//! Microsoft SQL Server.

use super::{keyword_with_seed, ConnectionMetadata, Dialect, QuotingStrategy};
use crate::error::DialectError;
use crate::identifier::{ObjectKind, TableIdentifier};
use crate::statement::{
    AutoIncrement, ColumnDef, CreateIndexStatement, CreateTableStatement, DropIndexStatement,
    ModifyDataTypeStatement, RenameColumnStatement, RenameTableStatement, SetNullableStatement,
};
use crate::types::LogicalType;

const DEFAULT_SCHEMA: &str = "dbo";

/// SQL Server dialect.
#[derive(Debug, Clone, Copy, Default)]
pub struct MssqlDialect {
    quoting: QuotingStrategy,
}

impl MssqlDialect {
    /// Creates the dialect with legacy quoting.
    #[must_use]
    pub const fn new() -> Self {
        Self {
            quoting: QuotingStrategy::Legacy,
        }
    }

    /// Overrides the quoting strategy.
    #[must_use]
    pub const fn with_quoting(mut self, quoting: QuotingStrategy) -> Self {
        self.quoting = quoting;
        self
    }

    /// Object name as a unicode string literal, for OBJECT_ID and
    /// sp_rename.
    fn object_literal(&self, name: &str) -> String {
        format!("N{}", self.string_literal(name))
    }

    fn extended_property(&self, table: &TableIdentifier, column: Option<&str>, remarks: &str) -> String {
        let mut sql = format!(
            "EXEC sp_addextendedproperty @name = N'MS_Description', @value = {}, @level0type = N'SCHEMA', @level0name = {}, @level1type = N'TABLE', @level1name = {}",
            self.object_literal(remarks),
            self.object_literal(table.schema_name().unwrap_or(DEFAULT_SCHEMA)),
            self.object_literal(&table.table)
        );
        if let Some(column) = column {
            sql.push_str(&format!(
                ", @level2type = N'COLUMN', @level2name = {}",
                self.object_literal(column)
            ));
        }
        sql
    }
}

impl Dialect for MssqlDialect {
    fn short_name(&self) -> &'static str {
        "mssql"
    }

    fn product_name(&self) -> &'static str {
        "Microsoft SQL Server"
    }

    fn default_port(&self) -> Option<u16> {
        Some(1433)
    }

    fn default_driver(&self, url: &str) -> Option<&'static str> {
        url.starts_with("jdbc:sqlserver:")
            .then_some("com.microsoft.sqlserver.jdbc.SQLServerDriver")
    }

    /// Editions report e.g. "Microsoft SQL Server Express Edition".
    fn identify(&self, metadata: &ConnectionMetadata) -> bool {
        metadata
            .product_name
            .trim()
            .to_ascii_lowercase()
            .starts_with("microsoft sql server")
    }

    fn supports_tablespaces(&self) -> bool {
        true
    }

    fn supports_if_not_exists(&self) -> bool {
        false
    }

    fn supports_ddl_in_transactions(&self) -> bool {
        true
    }

    fn quoting_strategy(&self) -> QuotingStrategy {
        self.quoting
    }

    fn quote_characters(&self) -> (char, char) {
        ('[', ']')
    }

    /// `catalog.schema.name`; a catalog without schema yields
    /// `catalog..name`, which selects the default schema.
    fn qualify(&self, catalog: Option<&str>, schema: Option<&str>, name: &str, kind: ObjectKind) -> String {
        let name = self.quote_identifier(name, kind);
        let schema = schema
            .filter(|s| !s.is_empty())
            .map(|s| self.quote_identifier(s, ObjectKind::Schema));
        match (catalog.filter(|c| !c.is_empty()), schema) {
            (Some(catalog), schema) => format!(
                "{}.{}.{name}",
                self.quote_identifier(catalog, ObjectKind::Catalog),
                schema.unwrap_or_default()
            ),
            (None, Some(schema)) => format!("{schema}.{name}"),
            (None, None) => name,
        }
    }

    fn boolean_literal(&self, value: bool) -> &'static str {
        if value {
            "1"
        } else {
            "0"
        }
    }

    fn concat(&self, values: &[&str]) -> String {
        values.join(" + ")
    }

    fn current_timestamp_call(&self, precision: u32) -> String {
        if precision == 0 {
            String::from("GETDATE()")
        } else {
            format!("CAST(SYSDATETIME() AS DATETIME2({precision}))")
        }
    }

    fn map_type(&self, data_type: &LogicalType) -> String {
        match data_type {
            LogicalType::Boolean => String::from("BIT"),
            LogicalType::Double => String::from("FLOAT"),
            LogicalType::Varchar(n) => format!("NVARCHAR({n})"),
            LogicalType::Text | LogicalType::Json => String::from("NVARCHAR(MAX)"),
            LogicalType::Timestamp(None) => String::from("DATETIME2"),
            LogicalType::Timestamp(Some(p)) => format!("DATETIME2({p})"),
            LogicalType::TimestampTz(None) => String::from("DATETIMEOFFSET"),
            LogicalType::TimestampTz(Some(p)) => format!("DATETIMEOFFSET({p})"),
            LogicalType::Blob => String::from("VARBINARY(MAX)"),
            LogicalType::Uuid => String::from("UNIQUEIDENTIFIER"),
            other => super::ansi_type(other),
        }
    }

    fn auto_increment_clause(
        &self,
        _table: &TableIdentifier,
        _column: &str,
        settings: &AutoIncrement,
    ) -> Result<String, DialectError> {
        Ok(keyword_with_seed("IDENTITY", settings, ", "))
    }

    fn tablespace_clause(&self, tablespace: &str) -> String {
        format!(" ON {}", self.quote_identifier(tablespace, ObjectKind::Schema))
    }

    fn guard_create_table(&self, table: &TableIdentifier, sql: String) -> Result<String, DialectError> {
        Ok(format!(
            "IF OBJECT_ID({}, N'U') IS NULL\n{sql}",
            self.object_literal(&table.to_string())
        ))
    }

    fn guard_create_index(&self, statement: &CreateIndexStatement, sql: String) -> Result<String, DialectError> {
        Ok(format!(
            "IF NOT EXISTS (SELECT 1 FROM sys.indexes WHERE name = {} AND object_id = OBJECT_ID({}))\n{sql}",
            self.object_literal(&statement.name),
            self.object_literal(&statement.table.to_string())
        ))
    }

    fn remarks_statements(&self, statement: &CreateTableStatement) -> Vec<String> {
        let mut statements = Vec::new();
        if let Some(remarks) = &statement.remarks {
            statements.push(self.extended_property(&statement.table, None, remarks));
        }
        for column in &statement.columns {
            statements.extend(self.column_remarks_statement(&statement.table, column));
        }
        statements
    }

    fn column_remarks_statement(&self, table: &TableIdentifier, column: &ColumnDef) -> Option<String> {
        column
            .remarks
            .as_ref()
            .map(|remarks| self.extended_property(table, Some(&column.name), remarks))
    }

    fn cascade_clause(&self) -> Option<&'static str> {
        None
    }

    fn rename_table(&self, statement: &RenameTableStatement) -> Result<Vec<String>, DialectError> {
        Ok(vec![format!(
            "EXEC sp_rename {}, {}",
            self.object_literal(&statement.table.to_string()),
            self.object_literal(&statement.new_name)
        )])
    }

    fn add_column_keyword(&self) -> &'static str {
        "ADD"
    }

    fn rename_column(&self, statement: &RenameColumnStatement) -> Result<Vec<String>, DialectError> {
        Ok(vec![format!(
            "EXEC sp_rename {}, {}, 'COLUMN'",
            self.object_literal(&format!("{}.{}", statement.table, statement.old_name)),
            self.object_literal(&statement.new_name)
        )])
    }

    fn modify_data_type(&self, statement: &ModifyDataTypeStatement) -> Result<Vec<String>, DialectError> {
        Ok(vec![format!(
            "ALTER TABLE {} ALTER COLUMN {} {}",
            self.escape_table_name(&statement.table),
            self.quote_identifier(&statement.column, ObjectKind::Column),
            self.map_type(&statement.new_type)
        )])
    }

    /// ALTER COLUMN restates the type.
    fn set_nullable(&self, statement: &SetNullableStatement) -> Result<Vec<String>, DialectError> {
        let column_type = statement
            .column_type
            .as_ref()
            .ok_or_else(|| self.unsupported("changing nullability without the column type"))?;
        Ok(vec![format!(
            "ALTER TABLE {} ALTER COLUMN {} {}{}",
            self.escape_table_name(&statement.table),
            self.quote_identifier(&statement.column, ObjectKind::Column),
            self.map_type(column_type),
            if statement.nullable { " NULL" } else { " NOT NULL" }
        )])
    }

    fn drop_index(&self, statement: &DropIndexStatement) -> Result<Vec<String>, DialectError> {
        Ok(vec![format!(
            "DROP INDEX {} ON {}",
            self.quote_identifier(&statement.name, ObjectKind::Index),
            self.escape_table_name(&statement.table)
        )])
    }

    fn current_schema_expression(&self) -> Option<&'static str> {
        Some("SCHEMA_NAME()")
    }
}

#[cfg(test)]
mod tests {
    use super::*;
    use crate::statement::{CreateTableBuilder, Statement};

    #[test]
    fn test_guarded_create_table_with_identity() {
        let statement = CreateTableBuilder::new(TableIdentifier::new("users").with_schema("app"))
            .column(
                ColumnDef::new("id", LogicalType::Integer)
                    .primary_key()
                    .auto_increment_with(AutoIncrement::new().start_with(100).increment_by(10)),
            )
            .column(ColumnDef::new("order", LogicalType::Integer))
            .if_not_exists(true)
            .build();
        let sql = MssqlDialect::new().render(&Statement::CreateTable(statement)).unwrap();
        assert_eq!(
            sql,
            vec![
                "IF OBJECT_ID(N'app.users', N'U') IS NULL\nCREATE TABLE app.users (\n    id INTEGER IDENTITY(100, 10) NOT NULL,\n    [order] INTEGER,\n    PRIMARY KEY (id)\n)"
            ]
        );
    }

    #[test]
    fn test_qualify_with_catalog() {
        let dialect = MssqlDialect::new();
        let table = TableIdentifier::new("t").with_catalog("sales");
        assert_eq!(dialect.escape_table_name(&table), "sales..t");
        let table = table.with_schema("dbo");
        assert_eq!(dialect.escape_table_name(&table), "sales.dbo.t");
    }

    #[test]
    fn test_renames_use_sp_rename() {
        let dialect = MssqlDialect::new();
        assert_eq!(
            dialect
                .render(&Statement::RenameColumn(RenameColumnStatement {
                    table: "users".into(),
                    old_name: "mail".into(),
                    new_name: "email".into(),
                }))
                .unwrap(),
            vec!["EXEC sp_rename N'users.mail', N'email', 'COLUMN'"]
        );
    }

    #[test]
    fn test_remarks_use_extended_properties() {
        let statement = CreateTableBuilder::new("users")
            .column(ColumnDef::new("id", LogicalType::Integer).remarks("key"))
            .remarks("people")
            .build();
        let sql = MssqlDialect::new().render(&Statement::CreateTable(statement)).unwrap();
        assert_eq!(sql.len(), 3);
        assert!(sql[1].starts_with("EXEC sp_addextendedproperty @name = N'MS_Description', @value = N'people'"));
        assert!(sql[2].ends_with("@level2type = N'COLUMN', @level2name = N'id'"));
    }
}
//! # oxide-changelog-core
//!
//! The pure half of a changeset execution engine: a dialect-neutral
//! statement model, changesets with checksums and preconditions, and the
//! dialect providers that turn statements into SQL for a given database.
//!
//! Nothing in this crate touches a database. The `oxide-changelog` crate
//! adds connections, the tracking table, the lock and the engine.
//!
//! ## Rendering a statement
//!
//! ```rust
//! use oxide_changelog_core::dialect::{Dialect, PostgresDialect, XuguDialect};
//! use oxide_changelog_core::statement::{ColumnDef, CreateTableBuilder, Statement};
//! use oxide_changelog_core::types::LogicalType;
//!
//! let statement = Statement::from(
//!     CreateTableBuilder::new("users")
//!         .column(ColumnDef::new("id", LogicalType::BigInt).primary_key().auto_increment())
//!         .column(ColumnDef::new("name", LogicalType::Varchar(255)).not_null())
//!         .build(),
//! );
//!
//! let sql = PostgresDialect::new().render(&statement).unwrap();
//! assert_eq!(
//!     sql[0],
//!     "CREATE TABLE users (\n    id BIGINT GENERATED BY DEFAULT AS IDENTITY NOT NULL,\n    name VARCHAR(255) NOT NULL,\n    PRIMARY KEY (id)\n)"
//! );
//!
//! // `name` is a reserved word on XuguDB and gets quoted there.
//! let sql = XuguDialect::new().render(&statement).unwrap();
//! assert!(sql[0].contains("`name` VARCHAR(255) NOT NULL"));
//! ```
//!
//! ## Changesets
//!
//! ```rust
//! use oxide_changelog_core::changeset::ChangeSet;
//! use oxide_changelog_core::statement::Statement;
//!
//! let changeset = ChangeSet::new("1", "alice", "db/changelog.json")
//!     .statement(Statement::raw("INSERT INTO settings (k, v) VALUES ('a', 'b')"));
//! assert_eq!(changeset.key().to_string(), "db/changelog.json::1::alice");
//! assert!(changeset.checksum().unwrap().to_string().starts_with("2:"));
//! ```

pub mod changeset;
pub mod checksum;
pub mod dialect;
pub mod error;
pub mod identifier;
pub mod precondition;
pub mod statement;
pub mod types;
pub mod value;

pub use changeset::{ChangeLog, ChangeSet, ChangesetKey};
pub use checksum::{CheckSum, ChecksumVersion};
pub use dialect::{ConnectionMetadata, Dialect, DialectRegistry, QuotingStrategy};
pub use error::{DialectError, ValidationError};
pub use identifier::{ObjectKind, TableIdentifier};
pub use precondition::{OnFail, Precondition, Preconditions};
pub use statement::Statement;
pub use types::LogicalType;
pub use value::SqlValue;
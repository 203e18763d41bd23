//! XuguDB.

use super::{keyword_with_seed, mysql, Dialect, QuotingStrategy};
use crate::error::DialectError;
use crate::identifier::{ObjectKind, TableIdentifier};
use crate::statement::{
    AutoIncrement, DropIndexStatement, ModifyDataTypeStatement, SetNullableStatement,
};
use crate::types::LogicalType;

/// XuguDB dialect.
#[derive(Debug, Clone, Copy, Default)]
pub struct XuguDialect {
    quoting: QuotingStrategy,
}

impl XuguDialect {
    /// Creates the dialect with legacy quoting.
    #[must_use]
    pub const fn new() -> Self {
        Self {
            quoting: QuotingStrategy::Legacy,
        }
    }

    /// Overrides the quoting strategy.
    #[must_use]
    pub const fn with_quoting(mut self, quoting: QuotingStrategy) -> Self {
        self.quoting = quoting;
        self
    }
}

impl Dialect for XuguDialect {
    fn short_name(&self) -> &'static str {
        "xugu"
    }

    fn product_name(&self) -> &'static str {
        "XuguDB"
    }

    fn default_port(&self) -> Option<u16> {
        Some(5138)
    }

    fn default_driver(&self, url: &str) -> Option<&'static str> {
        url.starts_with("jdbc:xugu")
            .then_some("com.xugu.cloudjdbc.Driver")
    }

    fn supports_sequences(&self) -> bool {
        false
    }

    fn supports_create_index_if_not_exists(&self) -> bool {
        false
    }

    fn quoting_strategy(&self) -> QuotingStrategy {
        self.quoting
    }

    fn quote_characters(&self) -> (char, char) {
        ('`', '`')
    }

    fn escape_string(&self, value: &str) -> String {
        mysql::escape_string(value)
    }

    fn concat(&self, values: &[&str]) -> String {
        format!("CONCAT_WS({})", values.join(", "))
    }

    fn current_timestamp_call(&self, precision: u32) -> String {
        mysql::current_timestamp_call(precision)
    }

    fn map_type(&self, data_type: &LogicalType) -> String {
        match data_type {
            LogicalType::Double => String::from("DOUBLE"),
            LogicalType::Text | LogicalType::Json => String::from("CLOB"),
            LogicalType::Uuid => String::from("VARCHAR(36)"),
            other => super::ansi_type(other),
        }
    }

    fn auto_increment_clause(
        &self,
        _table: &TableIdentifier,
        _column: &str,
        settings: &AutoIncrement,
    ) -> Result<String, DialectError> {
        Ok(keyword_with_seed("IDENTITY", settings, ","))
    }

    fn foreign_key_checks_query(&self) -> Option<String> {
        Some(String::from("SELECT @@FOREIGN_KEY_CHECKS"))
    }

    fn set_foreign_key_checks(&self, enabled: bool) -> Option<String> {
        Some(format!("SET FOREIGN_KEY_CHECKS={}", u8::from(enabled)))
    }

    fn add_column_keyword(&self) -> &'static str {
        "ADD"
    }

    fn modify_data_type(&self, statement: &ModifyDataTypeStatement) -> Result<Vec<String>, DialectError> {
        Ok(mysql::modify_data_type(self, statement))
    }

    fn set_nullable(&self, statement: &SetNullableStatement) -> Result<Vec<String>, DialectError> {
        Ok(vec![format!(
            "ALTER TABLE {} MODIFY {} {}",
            self.escape_table_name(&statement.table),
            self.quote_identifier(&statement.column, ObjectKind::Column),
            if statement.nullable { "NULL" } else { "NOT NULL" }
        )])
    }

    /// Indexes belong to their table: `DROP INDEX table.index`.
    fn drop_index(&self, statement: &DropIndexStatement) -> Result<Vec<String>, DialectError> {
        Ok(vec![format!(
            "DROP INDEX {}.{}",
            self.escape_table_name(&statement.table),
            self.quote_identifier(&statement.name, ObjectKind::Index)
        )])
    }

    fn current_schema_expression(&self) -> Option<&'static str> {
        Some("current_schema()")
    }
}
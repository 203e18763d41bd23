//! Indexes and sequences.

use serde::{Deserialize, Serialize};

use crate::identifier::TableIdentifier;

/// CREATE INDEX.
#[derive(Debug, Clone, PartialEq, Eq, Serialize, Deserialize)]
pub struct CreateIndexStatement {
    /// Index name.
    pub name: String,
    /// Indexed table.
    pub table: TableIdentifier,
    /// Indexed columns or expressions.
    pub columns: Vec<String>,
    #[serde(default)]
    pub unique: bool,
    #[serde(default)]
    pub if_not_exists: bool,
    #[serde(default, skip_serializing_if = "Option::is_none")]
    pub tablespace: Option<String>,
}

impl CreateIndexStatement {
    /// Creates a non-unique index.
    pub fn new<I, S>(name: impl Into<String>, table: impl Into<TableIdentifier>, columns: I) -> Self
    where
        I: IntoIterator<Item = S>,
        S: Into<String>,
    {
        Self {
            name: name.into(),
            table: table.into(),
            columns: columns.into_iter().map(Into::into).collect(),
            unique: false,
            if_not_exists: false,
            tablespace: None,
        }
    }

    /// Makes the index unique.
    #[must_use]
    pub const fn unique(mut self) -> Self {
        self.unique = true;
        self
    }
}

/// DROP INDEX. The table is needed by dialects whose indexes are scoped to
/// a table and supplies the schema for the others.
#[derive(Debug, Clone, PartialEq, Eq, Serialize, Deserialize)]
pub struct DropIndexStatement {
    pub name: String,
    pub table: TableIdentifier,
}

/// CREATE SEQUENCE.
#[derive(Debug, Clone, PartialEq, Eq, Serialize, Deserialize)]
pub struct CreateSequenceStatement {
    #[serde(default, skip_serializing_if = "Option::is_none")]
    pub schema: Option<String>,
    pub name: String,
    #[serde(default, skip_serializing_if = "Option::is_none")]
    pub start_with: Option<i64>,
    #[serde(default, skip_serializing_if = "Option::is_none")]
    pub increment_by: Option<i64>,
    #[serde(default, skip_serializing_if = "Option::is_none")]
    pub min_value: Option<i64>,
    #[serde(default, skip_serializing_if = "Option::is_none")]
    pub max_value: Option<i64>,
    #[serde(default)]
    pub cycle: bool,
}

impl CreateSequenceStatement {
    /// Sequence with database defaults.
    pub fn new(name: impl Into<String>) -> Self {
        Self {
            schema: None,
            name: name.into(),
            start_with: None,
            increment_by: None,
            min_value: None,
            max_value: None,
            cycle: false,
        }
    }
}

/// DROP SEQUENCE.
#[derive(Debug, Clone, PartialEq, Eq, Serialize, Deserialize)]
pub struct DropSequenceStatement {
    #[serde(default, skip_serializing_if = "Option::is_none")]
    pub schema: Option<String>,
    pub name: String,
}
//! DuckDB.
//!
//! DuckDB has no identity columns; auto-increment is emulated with a
//! sequence per column and a `nextval` default.

use super::{Dialect, QuotingStrategy};
use crate::error::DialectError;
use crate::identifier::TableIdentifier;
use crate::statement::{AutoIncrement, ColumnDef};
use crate::types::LogicalType;

/// DuckDB dialect.
#[derive(Debug, Clone, Copy, Default)]
pub struct DuckDbDialect {
    quoting: QuotingStrategy,
}

impl DuckDbDialect {
    /// Creates the dialect with legacy quoting.
    #[must_use]
    pub const fn new() -> Self {
        Self {
            quoting: QuotingStrategy::Legacy,
        }
    }

    /// Overrides the quoting strategy.
    #[must_use]
    pub const fn with_quoting(mut self, quoting: QuotingStrategy) -> Self {
        self.quoting = quoting;
        self
    }

    fn sequence_name(&self, table: &TableIdentifier, column: &str) -> String {
        self.escape_sequence_name(table.schema_name(), &format!("seq_{}_{column}", table.table))
    }
}

impl Dialect for DuckDbDialect {
    fn short_name(&self) -> &'static str {
        "duckdb"
    }

    fn product_name(&self) -> &'static str {
        "DuckDB"
    }

    fn supports_ddl_in_transactions(&self) -> bool {
        true
    }

    fn supports_alter_constraints(&self) -> bool {
        false
    }

    fn supports_on_update_action(&self) -> bool {
        false
    }

    fn quoting_strategy(&self) -> QuotingStrategy {
        self.quoting
    }

    fn current_timestamp_call(&self, precision: u32) -> String {
        match precision {
            0 => String::from("CURRENT_TIMESTAMP"),
            1..=3 => String::from("CAST(NOW() AS TIMESTAMP_MS)"),
            _ => String::from("CAST(NOW() AS TIMESTAMP)"),
        }
    }

    fn map_type(&self, data_type: &LogicalType) -> String {
        match data_type {
            LogicalType::Double => String::from("DOUBLE"),
            LogicalType::Text | LogicalType::Varchar(_) => String::from("VARCHAR"),
            LogicalType::TimestampTz(_) => String::from("TIMESTAMPTZ"),
            LogicalType::Timestamp(_) => String::from("TIMESTAMP"),
            other => super::ansi_type(other),
        }
    }

    fn pre_column_statements(
        &self,
        table: &TableIdentifier,
        column: &ColumnDef,
    ) -> Result<Vec<String>, DialectError> {
        Ok(column
            .auto_increment
            .as_ref()
            .map(|settings| {
                format!(
                    "CREATE SEQUENCE IF NOT EXISTS {} START {} INCREMENT BY {}",
                    self.sequence_name(table, &column.name),
                    settings.start_with.unwrap_or(1),
                    settings.increment_by.unwrap_or(1)
                )
            })
            .into_iter()
            .collect())
    }

    fn auto_increment_clause(
        &self,
        table: &TableIdentifier,
        column: &str,
        _settings: &AutoIncrement,
    ) -> Result<String, DialectError> {
        Ok(format!(
            "DEFAULT nextval({})",
            self.string_literal(&self.sequence_name(table, column))
        ))
    }

    fn current_schema_expression(&self) -> Option<&'static str> {
        Some("current_schema()")
    }
}

#[cfg(test)]
mod tests {
    use super::*;
    use crate::identifier::ObjectKind;
    use crate::statement::{CreateTableBuilder, Statement};

    #[test]
    fn test_auto_increment_uses_sequence() {
        let statement = CreateTableBuilder::new(TableIdentifier::new("users").with_schema("app"))
            .column(
                ColumnDef::new("id", LogicalType::BigInt)
                    .primary_key()
                    .auto_increment_with(AutoIncrement::new().start_with(5)),
            )
            .build();
        let sql = DuckDbDialect::new().render(&Statement::CreateTable(statement)).unwrap();
        assert_eq!(
            sql,
            vec![
                "CREATE SEQUENCE IF NOT EXISTS app.seq_users_id START 5 INCREMENT BY 1".to_string(),
                "CREATE TABLE app.users (\n    id BIGINT DEFAULT nextval('app.seq_users_id') NOT NULL,\n    PRIMARY KEY (id)\n)".to_string(),
            ]
        );
    }

    #[test]
    fn test_timestamp_precision_buckets() {
        let dialect = DuckDbDialect::new();
        assert_eq!(dialect.current_timestamp_call(0), "CURRENT_TIMESTAMP");
        assert_eq!(dialect.current_timestamp_call(3), "CAST(NOW() AS TIMESTAMP_MS)");
        assert_eq!(dialect.current_timestamp_call(6), "CAST(NOW() AS TIMESTAMP)");
        assert_eq!(dialect.quote_identifier("pivot", ObjectKind::Column), "\"pivot\"");
    }
}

==================================================

WHAT IS NEEDED:
Check every line in the material above for the string "order", then give only the number of lines that have it.

SOLUTION FOR THIS EXERCISE:
2